• _Task to carry out_:
Among the lines of the records, find all that carry the word "names" and copy them.

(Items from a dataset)

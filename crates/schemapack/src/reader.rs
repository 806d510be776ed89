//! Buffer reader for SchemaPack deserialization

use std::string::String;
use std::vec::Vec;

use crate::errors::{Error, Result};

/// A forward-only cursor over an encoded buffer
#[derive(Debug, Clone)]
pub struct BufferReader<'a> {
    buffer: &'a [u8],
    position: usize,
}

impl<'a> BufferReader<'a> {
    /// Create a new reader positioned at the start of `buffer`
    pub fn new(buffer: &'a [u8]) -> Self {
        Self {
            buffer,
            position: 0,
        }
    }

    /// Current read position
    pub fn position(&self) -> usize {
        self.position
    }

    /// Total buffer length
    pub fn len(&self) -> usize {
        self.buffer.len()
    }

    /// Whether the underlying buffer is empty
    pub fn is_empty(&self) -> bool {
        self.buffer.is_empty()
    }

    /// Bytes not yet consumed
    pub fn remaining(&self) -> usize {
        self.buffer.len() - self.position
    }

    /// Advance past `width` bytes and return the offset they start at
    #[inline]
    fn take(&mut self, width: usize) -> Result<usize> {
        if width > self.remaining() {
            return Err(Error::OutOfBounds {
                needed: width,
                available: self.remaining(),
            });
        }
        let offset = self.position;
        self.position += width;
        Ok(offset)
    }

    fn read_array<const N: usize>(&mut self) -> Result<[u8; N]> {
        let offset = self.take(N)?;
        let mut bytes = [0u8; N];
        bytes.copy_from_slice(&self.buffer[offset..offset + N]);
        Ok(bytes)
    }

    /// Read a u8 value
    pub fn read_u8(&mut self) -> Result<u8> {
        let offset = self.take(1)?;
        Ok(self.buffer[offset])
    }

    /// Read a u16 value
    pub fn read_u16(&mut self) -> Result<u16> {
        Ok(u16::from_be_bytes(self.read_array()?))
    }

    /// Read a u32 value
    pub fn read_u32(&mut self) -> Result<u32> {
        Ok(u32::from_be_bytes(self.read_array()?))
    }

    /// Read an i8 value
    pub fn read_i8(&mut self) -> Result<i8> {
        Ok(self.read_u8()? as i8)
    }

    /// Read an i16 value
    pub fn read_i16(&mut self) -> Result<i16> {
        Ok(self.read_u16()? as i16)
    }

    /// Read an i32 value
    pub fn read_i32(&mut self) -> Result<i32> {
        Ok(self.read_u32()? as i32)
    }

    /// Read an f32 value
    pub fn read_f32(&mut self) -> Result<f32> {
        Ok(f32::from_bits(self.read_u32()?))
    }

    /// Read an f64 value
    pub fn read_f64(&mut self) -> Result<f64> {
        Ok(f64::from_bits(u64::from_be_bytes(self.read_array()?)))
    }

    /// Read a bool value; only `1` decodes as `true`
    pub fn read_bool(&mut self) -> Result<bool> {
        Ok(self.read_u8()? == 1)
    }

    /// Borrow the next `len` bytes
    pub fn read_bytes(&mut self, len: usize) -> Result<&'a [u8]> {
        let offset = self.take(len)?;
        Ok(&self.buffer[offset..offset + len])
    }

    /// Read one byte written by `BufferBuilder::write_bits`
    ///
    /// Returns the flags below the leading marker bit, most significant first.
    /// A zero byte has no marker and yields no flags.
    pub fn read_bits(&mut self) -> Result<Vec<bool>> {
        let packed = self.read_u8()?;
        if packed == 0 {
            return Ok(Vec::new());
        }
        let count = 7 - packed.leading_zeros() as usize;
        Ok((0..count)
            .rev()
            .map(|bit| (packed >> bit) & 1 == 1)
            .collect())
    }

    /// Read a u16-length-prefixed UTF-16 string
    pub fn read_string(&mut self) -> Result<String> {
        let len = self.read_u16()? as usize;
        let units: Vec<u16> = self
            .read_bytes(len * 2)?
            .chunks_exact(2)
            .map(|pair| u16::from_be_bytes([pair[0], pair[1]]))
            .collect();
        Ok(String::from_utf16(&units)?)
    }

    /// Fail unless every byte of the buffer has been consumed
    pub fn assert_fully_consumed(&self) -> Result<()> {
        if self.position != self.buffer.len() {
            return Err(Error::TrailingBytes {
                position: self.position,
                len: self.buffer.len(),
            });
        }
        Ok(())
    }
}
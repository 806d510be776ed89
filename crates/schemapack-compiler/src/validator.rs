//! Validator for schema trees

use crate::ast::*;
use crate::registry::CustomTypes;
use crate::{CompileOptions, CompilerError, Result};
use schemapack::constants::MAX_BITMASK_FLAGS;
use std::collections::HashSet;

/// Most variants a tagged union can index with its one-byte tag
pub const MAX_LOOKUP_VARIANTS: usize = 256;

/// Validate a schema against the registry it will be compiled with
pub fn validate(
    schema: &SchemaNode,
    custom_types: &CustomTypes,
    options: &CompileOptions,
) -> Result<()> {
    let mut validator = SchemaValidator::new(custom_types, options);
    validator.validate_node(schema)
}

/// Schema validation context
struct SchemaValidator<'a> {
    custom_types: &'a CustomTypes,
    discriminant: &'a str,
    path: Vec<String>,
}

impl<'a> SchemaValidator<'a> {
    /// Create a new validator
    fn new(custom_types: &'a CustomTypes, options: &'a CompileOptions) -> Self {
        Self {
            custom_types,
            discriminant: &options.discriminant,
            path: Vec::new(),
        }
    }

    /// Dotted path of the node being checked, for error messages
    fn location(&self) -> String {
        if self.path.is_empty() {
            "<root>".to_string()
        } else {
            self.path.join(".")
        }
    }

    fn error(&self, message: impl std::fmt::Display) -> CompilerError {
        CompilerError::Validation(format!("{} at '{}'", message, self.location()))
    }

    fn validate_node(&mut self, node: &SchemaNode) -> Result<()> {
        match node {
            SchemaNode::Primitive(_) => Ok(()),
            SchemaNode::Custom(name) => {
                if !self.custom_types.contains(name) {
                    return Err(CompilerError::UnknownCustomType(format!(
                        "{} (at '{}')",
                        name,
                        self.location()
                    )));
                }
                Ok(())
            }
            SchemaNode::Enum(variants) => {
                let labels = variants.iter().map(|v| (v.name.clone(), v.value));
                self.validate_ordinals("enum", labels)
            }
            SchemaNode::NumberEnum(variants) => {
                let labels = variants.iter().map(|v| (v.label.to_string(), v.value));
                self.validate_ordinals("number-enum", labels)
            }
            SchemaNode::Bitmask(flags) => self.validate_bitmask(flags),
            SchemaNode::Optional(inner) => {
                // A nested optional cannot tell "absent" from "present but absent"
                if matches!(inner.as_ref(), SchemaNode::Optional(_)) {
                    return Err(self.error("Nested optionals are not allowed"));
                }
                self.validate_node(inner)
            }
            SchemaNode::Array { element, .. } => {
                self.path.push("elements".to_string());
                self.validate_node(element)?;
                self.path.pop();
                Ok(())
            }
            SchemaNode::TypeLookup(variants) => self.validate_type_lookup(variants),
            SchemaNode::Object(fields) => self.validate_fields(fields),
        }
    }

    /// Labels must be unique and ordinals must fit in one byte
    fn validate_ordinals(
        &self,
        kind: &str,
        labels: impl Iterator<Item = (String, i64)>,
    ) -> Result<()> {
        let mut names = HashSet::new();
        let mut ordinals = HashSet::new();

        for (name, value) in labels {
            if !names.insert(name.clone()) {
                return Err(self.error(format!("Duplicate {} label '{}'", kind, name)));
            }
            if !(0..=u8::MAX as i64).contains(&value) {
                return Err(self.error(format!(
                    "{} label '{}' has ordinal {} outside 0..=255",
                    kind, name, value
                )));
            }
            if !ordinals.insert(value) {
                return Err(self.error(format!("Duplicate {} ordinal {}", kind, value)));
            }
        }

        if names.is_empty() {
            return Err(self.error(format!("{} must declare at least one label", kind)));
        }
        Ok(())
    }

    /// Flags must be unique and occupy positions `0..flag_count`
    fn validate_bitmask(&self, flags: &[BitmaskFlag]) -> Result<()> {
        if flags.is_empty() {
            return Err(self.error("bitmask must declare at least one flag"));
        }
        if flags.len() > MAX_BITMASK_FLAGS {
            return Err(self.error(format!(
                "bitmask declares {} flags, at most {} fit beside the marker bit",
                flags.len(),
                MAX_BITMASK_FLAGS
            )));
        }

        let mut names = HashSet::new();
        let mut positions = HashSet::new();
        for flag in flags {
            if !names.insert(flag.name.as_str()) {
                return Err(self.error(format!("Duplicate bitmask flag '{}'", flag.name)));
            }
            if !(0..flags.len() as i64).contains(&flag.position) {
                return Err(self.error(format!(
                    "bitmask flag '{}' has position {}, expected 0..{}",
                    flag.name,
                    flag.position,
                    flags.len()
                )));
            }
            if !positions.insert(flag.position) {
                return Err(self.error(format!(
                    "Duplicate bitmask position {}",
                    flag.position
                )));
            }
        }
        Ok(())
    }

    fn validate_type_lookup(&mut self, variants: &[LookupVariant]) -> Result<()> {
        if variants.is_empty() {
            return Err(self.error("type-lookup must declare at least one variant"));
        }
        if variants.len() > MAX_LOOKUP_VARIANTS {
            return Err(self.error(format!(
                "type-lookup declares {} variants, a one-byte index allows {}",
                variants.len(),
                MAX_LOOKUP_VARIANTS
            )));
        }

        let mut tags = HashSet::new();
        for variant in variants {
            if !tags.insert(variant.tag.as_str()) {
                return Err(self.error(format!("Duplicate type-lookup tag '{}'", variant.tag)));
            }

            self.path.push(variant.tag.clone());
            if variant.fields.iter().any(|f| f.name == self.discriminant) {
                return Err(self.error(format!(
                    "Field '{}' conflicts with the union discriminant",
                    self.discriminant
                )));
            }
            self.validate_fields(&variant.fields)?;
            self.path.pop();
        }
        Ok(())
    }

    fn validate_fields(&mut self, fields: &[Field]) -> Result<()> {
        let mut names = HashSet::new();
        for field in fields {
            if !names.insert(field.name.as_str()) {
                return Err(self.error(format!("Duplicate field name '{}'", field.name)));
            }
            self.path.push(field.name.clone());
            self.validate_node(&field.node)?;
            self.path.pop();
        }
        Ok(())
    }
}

• _Output of the task_:
        let mut names = HashSet::new();
            if !names.insert(name.clone()) {
        if names.is_empty() {
        let mut names = HashSet::new();
            if !names.insert(flag.name.as_str()) {
        let mut names = HashSet::new();
            if !names.insert(field.name.as_str()) {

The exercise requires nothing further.